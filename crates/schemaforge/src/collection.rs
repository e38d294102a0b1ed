//! Collection orchestration.
//!
//! [`Generator`] composes and renders every model and enum of a run, builds
//! the dependency graph once all compositions exist, and renders the index.
//! A failing model is recorded and skipped; the run always completes.

use std::collections::{BTreeMap, BTreeSet};

use schemaforge_core::{
    AnnotationExtractor, CommentAnnotationExtractor, EnumDescriptor, GeneratorConfig, Import,
    ModelDescriptor, NamingResolver, PatternNamingResolver, Result,
};
use schemaforge_mapper::{MapperContext, ModelComposer, ModelSchemaComposition};
use schemaforge_render::{FileAssembler, IndexEntry, OutputModule, render_enum, render_index};

use crate::graph::{GraphReport, build_graph};
use crate::summary::GenerationSummary;

/// Per-model outcome.
#[derive(Debug, Clone, Default)]
pub struct SchemaEntry {
    /// Present when composition succeeded.
    pub composition: Option<ModelSchemaComposition>,
    /// Present when rendering succeeded.
    pub output: Option<OutputModule>,
    pub errors: Vec<String>,
}

impl SchemaEntry {
    /// Whether the model produced a module.
    #[must_use]
    pub fn is_generated(&self) -> bool {
        self.output.is_some()
    }
}

/// Everything produced by one run.
#[derive(Debug, Clone, Default)]
pub struct SchemaCollection {
    /// Model name to outcome.
    pub schemas: BTreeMap<String, SchemaEntry>,
    /// Enum name to rendered module.
    pub enums: BTreeMap<String, OutputModule>,
    /// Model name to the models it references.
    pub dependencies: BTreeMap<String, BTreeSet<String>>,
    /// Union of every composed model's imports.
    pub imports: BTreeSet<Import>,
    pub index: OutputModule,
    pub graph: GraphReport,
    pub summary: GenerationSummary,
}

impl SchemaCollection {
    /// Rendered module for a model.
    pub fn module(&self, model: &str) -> Option<&OutputModule> {
        self.schemas.get(model).and_then(|e| e.output.as_ref())
    }

    /// Composition for a model.
    pub fn composition(&self, model: &str) -> Option<&ModelSchemaComposition> {
        self.schemas.get(model).and_then(|e| e.composition.as_ref())
    }

    /// Every generated module: models, then enums, then the index.
    pub fn modules(&self) -> impl Iterator<Item = &OutputModule> {
        self.schemas
            .values()
            .filter_map(|e| e.output.as_ref())
            .chain(self.enums.values())
            .chain(std::iter::once(&self.index))
    }
}

/// Runs composition and rendering over a whole data model.
pub struct Generator {
    config: GeneratorConfig,
    naming: Box<dyn NamingResolver>,
    annotations: Box<dyn AnnotationExtractor>,
}

impl std::fmt::Debug for Generator {
    fn fmt(&self, f: &mut std::fmt::Formatter<'_>) -> std::fmt::Result {
        f.debug_struct("Generator")
            .field("config", &self.config)
            .finish_non_exhaustive()
    }
}

impl Generator {
    /// Create a generator with the default collaborators.
    ///
    /// Fails when the configuration is inconsistent.
    pub fn new(config: GeneratorConfig) -> Result<Self> {
        config.validate()?;
        Ok(Self {
            config,
            naming: Box::new(PatternNamingResolver::default()),
            annotations: Box::new(CommentAnnotationExtractor::new()),
        })
    }

    /// Replace the naming resolver.
    #[must_use]
    pub fn with_naming(mut self, naming: impl NamingResolver + 'static) -> Self {
        self.naming = Box::new(naming);
        self
    }

    /// Replace the annotation extractor.
    #[must_use]
    pub fn with_annotations(mut self, annotations: impl AnnotationExtractor + 'static) -> Self {
        self.annotations = Box::new(annotations);
        self
    }

    pub fn config(&self) -> &GeneratorConfig {
        &self.config
    }

    fn context(&self) -> MapperContext<'_> {
        MapperContext::new(
            &self.config,
            self.naming.as_ref(),
            self.annotations.as_ref(),
        )
    }

    /// Compose a single model.
    pub fn compose(&self, model: &ModelDescriptor) -> Result<ModelSchemaComposition> {
        ModelComposer::new(self.context()).compose(model)
    }

    /// Render a single composition.
    pub fn render(&self, composition: &ModelSchemaComposition) -> Result<OutputModule> {
        FileAssembler::new(&self.config, self.naming.as_ref())
            .render(composition)
    }

    /// Compose and render every model and enum.
    pub fn generate(
        &self,
        models: &[ModelDescriptor],
        enums: &[EnumDescriptor],
    ) -> SchemaCollection {
        tracing::info!(
            models = models.len(),
            enums = enums.len(),
            fingerprint = %self.config.fingerprint(),
            "Starting schema generation"
        );

        let mut collection = SchemaCollection::default();
        let summary = &mut collection.summary;
        summary.models_total = models.len();
        summary.enums_total = enums.len();

        for model in models {
            if collection.schemas.contains_key(&model.name) {
                tracing::warn!(model = %model.name, "Duplicate model name, skipping");
                collection
                    .summary
                    .record_failure(format!("{}: duplicate model name", model.name));
                continue;
            }

            let entry = self.generate_model(model, &mut collection.summary);
            if let Some(composition) = &entry.composition {
                collection
                    .imports
                    .extend(composition.imports.iter().cloned());
            }
            collection.schemas.insert(model.name.clone(), entry);
        }

        let graph = build_graph(
            collection
                .schemas
                .values()
                .filter_map(|e| e.composition.as_ref()),
        );
        collection.summary.cycles = graph.cycles.clone();
        collection.summary.missing_dependencies =
            graph.errors.iter().map(ToString::to_string).collect();
        collection.dependencies = graph.edges.clone();
        collection.graph = graph;

        for descriptor in enums {
            match render_enum(descriptor, &self.config, self.naming.as_ref()) {
                Ok(module) => {
                    collection.summary.enums_rendered += 1;
                    collection.enums.insert(descriptor.name.clone(), module);
                }
                Err(e) => {
                    tracing::warn!(name = %descriptor.name, error = %e, "Enum rendering failed");
                    collection
                        .summary
                        .warnings
                        .push(format!("{}: {e}", descriptor.name));
                }
            }
        }

        let entries = collection
            .schemas
            .iter()
            .filter_map(|(name, entry)| {
                entry
                    .output
                    .as_ref()
                    .map(|m| IndexEntry::new(name.clone(), m.file_name.clone()))
            })
            .chain(
                collection
                    .enums
                    .iter()
                    .map(|(name, m)| IndexEntry::new(name.clone(), m.file_name.clone())),
            )
            .collect();
        collection.index = render_index(entries);

        tracing::info!(
            processed = collection.summary.models_processed,
            failed = collection.summary.models_failed,
            cycles = collection.summary.cycles.len(),
            "Schema generation finished"
        );
        collection
    }

    fn generate_model(
        &self,
        model: &ModelDescriptor,
        summary: &mut GenerationSummary,
    ) -> SchemaEntry {
        let mut entry = SchemaEntry::default();

        let composition = match self.compose(model) {
            Ok(composition) => composition,
            Err(e) => {
                tracing::warn!(model = %model.name, error = %e, "Model composition failed");
                entry.errors.push(e.to_string());
                summary.record_failure(format!("{}: {e}", model.name));
                return entry;
            }
        };

        summary.fields_total += composition.statistics.total_fields;
        summary.fallback_fields += composition.statistics.fallback_fields;
        for warning in &composition.warnings {
            summary.warnings.push(format!("{}.{warning}", model.name));
        }

        match self.render(&composition) {
            Ok(module) => {
                for warning in &module.warnings {
                    summary.warnings.push(format!("{}: {warning}", model.name));
                }
                summary.models_processed += 1;
                entry.output = Some(module);
            }
            Err(e) => {
                tracing::warn!(model = %model.name, error = %e, "Model rendering failed");
                entry.errors.push(e.to_string());
                summary.record_failure(format!("{}: {e}", model.name));
            }
        }
        entry.composition = Some(composition);
        entry
    }
}
//! Import identifiers required by generated expressions.

use serde::{Deserialize, Serialize};

/// One identifier a generated module may need to import.
///
/// Ordering is deterministic: library imports first, then enum and model
/// schema symbols by name.
#[derive(Debug, Clone, PartialEq, Eq, Hash, PartialOrd, Ord, Serialize, Deserialize)]
pub enum Import {
    /// The validation library namespace (`z`).
    Zod,
    /// The ORM client namespace that carries the arbitrary-precision decimal
    /// class (`Prisma`).
    Prisma,
    /// An enum schema symbol (`RoleSchema`).
    Enum(String),
    /// A model schema symbol (`UserSchema`).
    Model(String),
}

impl Import {
    /// The identifier brought into scope.
    #[must_use]
    pub fn identifier(&self) -> &str {
        match self {
            Import::Zod => "z",
            Import::Prisma => "Prisma",
            Import::Enum(symbol) | Import::Model(symbol) => symbol,
        }
    }

    /// Whether this is a library import rather than a generated symbol.
    #[must_use]
    pub fn is_library(&self) -> bool {
        matches!(self, Import::Zod | Import::Prisma)
    }

    /// The model schema symbol, if this import refers to another model.
    #[must_use]
    pub fn model_symbol(&self) -> Option<&str> {
        match self {
            Import::Model(symbol) => Some(symbol),
            _ => None,
        }
    }
}
//! Model and enum descriptors.

use serde::{Deserialize, Serialize};

use crate::field::FieldDescriptor;

/// A named, ordered collection of field descriptors.
///
/// Field order is significant: generated schemas list fields in exactly this
/// order.
#[derive(Debug, Clone, Default, PartialEq, Serialize, Deserialize)]
#[serde(rename_all = "camelCase")]
pub struct ModelDescriptor {
    /// Model name (`"User"`).
    pub name: String,
    /// Fields in declaration order.
    #[serde(default)]
    pub fields: Vec<FieldDescriptor>,
    /// Model documentation, possibly embedding model-level directives.
    #[serde(default)]
    pub documentation: Option<String>,
}

impl ModelDescriptor {
    /// Create an empty model.
    pub fn new(name: impl Into<String>) -> Self {
        Self {
            name: name.into(),
            fields: Vec::new(),
            documentation: None,
        }
    }

    /// Append a field.
    #[must_use]
    pub fn field(mut self, field: FieldDescriptor) -> Self {
        self.fields.push(field);
        self
    }

    /// Attach documentation text.
    #[must_use]
    pub fn doc(mut self, documentation: impl Into<String>) -> Self {
        self.documentation = Some(documentation.into());
        self
    }

    /// Look up a field by name.
    #[must_use]
    pub fn find_field(&self, name: &str) -> Option<&FieldDescriptor> {
        self.fields.iter().find(|f| f.name == name)
    }

    /// Primary-key fields.
    pub fn id_fields(&self) -> impl Iterator<Item = &FieldDescriptor> {
        self.fields.iter().filter(|f| f.is_id)
    }

    /// Relation fields.
    pub fn relation_fields(&self) -> impl Iterator<Item = &FieldDescriptor> {
        self.fields.iter().filter(|f| f.is_relation())
    }
}

/// An enum declared in the data model.
#[derive(Debug, Clone, Default, PartialEq, Eq, Serialize, Deserialize)]
#[serde(rename_all = "camelCase")]
pub struct EnumDescriptor {
    /// Enum name (`"Role"`).
    pub name: String,
    /// Variant names in declaration order.
    pub values: Vec<String>,
    /// Enum documentation.
    #[serde(default)]
    pub documentation: Option<String>,
}

impl EnumDescriptor {
    /// Create an enum descriptor.
    pub fn new<I, S>(name: impl Into<String>, values: I) -> Self
    where
        I: IntoIterator<Item = S>,
        S: Into<String>,
    {
        Self {
            name: name.into(),
            values: values.into_iter().map(Into::into).collect(),
            documentation: None,
        }
    }

    /// Attach documentation text.
    #[must_use]
    pub fn doc(mut self, documentation: impl Into<String>) -> Self {
        self.documentation = Some(documentation.into());
        self
    }
}

#[cfg(test)]
mod tests {
    use super::*;
    use crate::relationship::RelationInfo;

    #[test]
    fn test_model_preserves_field_order() {
        let model = ModelDescriptor::new("User")
            .field(FieldDescriptor::scalar("id", "Int").id())
            .field(FieldDescriptor::scalar("email", "String"))
            .field(FieldDescriptor::relation("posts", RelationInfo::new("Post")).list());

        let names: Vec<&str> = model.fields.iter().map(|f| f.name.as_str()).collect();
        assert_eq!(names, vec!["id", "email", "posts"]);
        assert_eq!(model.id_fields().count(), 1);
        assert_eq!(model.relation_fields().count(), 1);
        assert!(model.find_field("email").is_some());
        assert!(model.find_field("missing").is_none());
    }

    #[test]
    fn test_enum_descriptor() {
        let role = EnumDescriptor::new("Role", ["USER", "ADMIN"]).doc("Access level");
        assert_eq!(role.values, vec!["USER", "ADMIN"]);
        assert_eq!(role.documentation.as_deref(), Some("Access level"));
    }
}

━━━━━━━━━━

*Instructions for the task*
Report back each line of the entries that holds the string "ModelDescriptor".

*Solution to the exercise*
    ModelDescriptor, NamingResolver, PatternNamingResolver, Result,
    pub fn compose(&self, model: &ModelDescriptor) -> Result<ModelSchemaComposition> {
        models: &[ModelDescriptor],
        model: &ModelDescriptor,
pub struct ModelDescriptor {
impl ModelDescriptor {
        let model = ModelDescriptor::new("User")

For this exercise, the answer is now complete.